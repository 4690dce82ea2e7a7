use std::net::SocketAddr;
use std::sync::Arc;
use std::time::Duration;

use futures::{SinkExt, StreamExt};
use tokio::net::{TcpListener, TcpStream};
use tokio_util::codec::Framed;
use tokio_util::sync::CancellationToken;

use crate::{Chains, Store};
use wire::chain::{GetResponse, Request, SetResponse, VerGetResponse};

const VER_GET_RETRY: Duration = Duration::from_millis(50);

/// Where a replica sits in its chain. `prev` is identity only: nothing is
/// ever sent upstream except the reply to a forwarded SET.
#[derive(Debug, Clone)]
pub struct Position {
    pub prev: Option<SocketAddr>,
    pub next: Option<SocketAddr>,
    pub tail: SocketAddr,
}

impl Position {
    pub fn is_head(&self) -> bool {
        self.prev.is_none()
    }

    pub fn is_tail(&self) -> bool {
        self.next.is_none()
    }
}

/// One link of a replication chain. Serves SET, GET, and VER_GET on a
/// single listener; forwards SETs downstream and back-calls the tail for
/// dirty reads.
pub struct Replica {
    name: String,
    position: Position,
    store: tokio::sync::Mutex<Store>,
    chains: Chains,
}

impl Replica {
    pub fn new(name: impl Into<String>, position: Position) -> Arc<Self> {
        Arc::new(Self {
            name: name.into(),
            position,
            store: tokio::sync::Mutex::new(Store::default()),
            chains: Chains::default(),
        })
    }

    pub fn name(&self) -> &str {
        &self.name
    }

    /// The newest locally-known `(version, dirty)` state of `key`.
    pub async fn version_state(&self, key: &str) -> Option<(u64, bool)> {
        let store = self.store.lock().await;
        store.get(key).map(|entry| (entry.max_v(), entry.dirty()))
    }

    /// Accept and serve client and inter-replica connections until `stop`
    /// is cancelled.
    pub async fn serve(
        self: Arc<Self>,
        listener: TcpListener,
        stop: CancellationToken,
    ) -> anyhow::Result<()> {
        tracing::info!(name = %self.name, addr = %listener.local_addr()?, "replica serving");
        loop {
            tokio::select! {
                accept = listener.accept() => {
                    let Ok((socket, addr)) = accept else { continue };
                    let replica = self.clone();
                    tokio::spawn(async move {
                        if let Err(err) = replica.serve_connection(socket).await {
                            tracing::warn!(name = %replica.name, %addr, error = %err, "connection failed");
                        }
                    });
                }
                _ = stop.cancelled() => return Ok(()),
            }
        }
    }

    async fn serve_connection(&self, socket: TcpStream) -> crate::Result<()> {
        let mut framed = Framed::new(socket, wire::chain_codec());

        while let Some(frame) = framed.next().await {
            let response = match serde_json::from_slice::<Request>(&frame?) {
                Ok(request) => self.dispatch(request).await?,
                Err(err) => {
                    tracing::error!(name = %self.name, error = %err, "unparseable request");
                    serde_json::json!({"status": "Unexpected type"})
                }
            };
            let reply = bytes::Bytes::from(serde_json::to_vec(&response)?);
            framed.send(reply).await?;
        }
        Ok(())
    }

    async fn dispatch(&self, request: Request) -> crate::Result<serde_json::Value> {
        let response = match request {
            Request::Set { key, val, ver } => serde_json::to_value(self.set(key, val, ver).await)?,
            Request::Get { key } => serde_json::to_value(self.get(&key).await)?,
            Request::VerGet { key } => serde_json::to_value(self.ver_get(&key).await)?,
        };
        Ok(response)
    }

    /// Apply a SET locally and, unless this is the tail, forward it down
    /// the chain. The forwarding slot on the downstream channel is
    /// reserved while the store is still locked, so SETs leave this
    /// replica in head-assigned version order even though the store lock
    /// is not held across network I/O.
    async fn set(&self, key: String, val: String, ver: Option<u64>) -> SetResponse {
        let mut store = self.store.lock().await;

        let Some(next) = self.position.next else {
            // Tail. A single-replica chain is its own head, so a client
            // SET lands here without a version and this replica assigns it.
            let ver = match ver {
                Some(ver) => ver,
                None if self.position.is_head() => store.apply_head_set(&key, &val),
                None => return SetResponse::error("SET reached the tail without a version"),
            };
            store.apply_tail_set(&key, &val, ver);
            tracing::debug!(name = %self.name, key, ver, "tail committed");
            return SetResponse::ok(ver);
        };

        let ver = match ver {
            // Mid-chain hop: install the head-assigned version.
            Some(ver) => {
                store.apply_chain_set(&key, &val, ver);
                ver
            }
            // Head: this replica assigns the version.
            None => {
                if !self.position.is_head() {
                    return SetResponse::error("SET without a version at a non-head replica");
                }
                store.apply_head_set(&key, &val)
            }
        };
        tracing::debug!(name = %self.name, key, ver, "installed, forwarding");

        let mut connection = self.chains.checkout(next).await;
        drop(store);

        let forward = Request::Set {
            key: key.clone(),
            val,
            ver: Some(ver),
        };
        let response: SetResponse = match connection.round_trip(&forward).await {
            Ok(response) => response,
            Err(err) => {
                tracing::warn!(name = %self.name, key, ver, error = %err, "forwarding SET failed");
                return SetResponse::error(format!("forward failed: {err}"));
            }
        };
        // Release the channel before re-locking the store: the next queued
        // SET holds the store while waiting for this channel, and taking
        // the locks in both orders at once would wedge the pair.
        drop(connection);

        if let Some(acked) = response.ver {
            let mut store = self.store.lock().await;
            store.mark_clean_if(&key, acked);
        }
        response
    }

    /// Serve a read. Clean entries answer from local state; dirty entries
    /// ask the tail which version is committed and answer at that version.
    async fn get(&self, key: &str) -> GetResponse {
        {
            let store = self.store.lock().await;
            match store.get(key) {
                None => return GetResponse::error("Key not found"),
                Some(entry) if !entry.dirty() => {
                    return match entry.latest() {
                        Some(val) => GetResponse::ok(val),
                        None => GetResponse::error("Key not found"),
                    };
                }
                // Dirty: fall through to the tail round-trip, outside the
                // store lock.
                Some(_) => (),
            }
        }

        let ver = self.committed_version(key).await;

        let mut store = self.store.lock().await;
        let response = match store.get(key).and_then(|entry| entry.value_at(ver)) {
            Some(val) => GetResponse::ok(val),
            None => GetResponse::error(format!("version {ver} not present at this replica")),
        };
        // Resample: the entry may have advanced past `ver` while the tail
        // round-trip was in flight, in which case it stays dirty.
        store.mark_clean_if(key, ver);
        response
    }

    /// Ask the tail which version of `key` it has committed. Retried until
    /// it answers: transport failures and a key that has not yet landed at
    /// the tail both clear once the in-flight write arrives.
    async fn committed_version(&self, key: &str) -> u64 {
        let request = Request::VerGet {
            key: key.to_string(),
        };
        loop {
            match self
                .chains
                .request::<VerGetResponse>(self.position.tail, &request)
                .await
            {
                Ok(VerGetResponse::Found { ver, .. }) => return ver,
                Ok(VerGetResponse::Missing { message, .. }) => {
                    tracing::debug!(name = %self.name, key, message, "tail has not committed this key yet");
                }
                Err(err) => {
                    tracing::warn!(name = %self.name, key, error = %err, "VER_GET failed, retrying");
                }
            }
            tokio::time::sleep(VER_GET_RETRY).await;
        }
    }

    /// Report the newest locally-known version. Authoritative at the tail;
    /// legal at any replica for keys it has seen.
    async fn ver_get(&self, key: &str) -> VerGetResponse {
        let store = self.store.lock().await;
        match store.get(key) {
            Some(entry) => VerGetResponse::Found {
                key: key.to_string(),
                ver: entry.max_v(),
            },
            None => VerGetResponse::missing("Key not found"),
        }
    }
}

◆ ◆ ◆ ◆

ASSIGNMENT -> Every line in the data that includes the word "single" should be counted, and only the resulting number given.

EXERCISE RESPONSE -> 2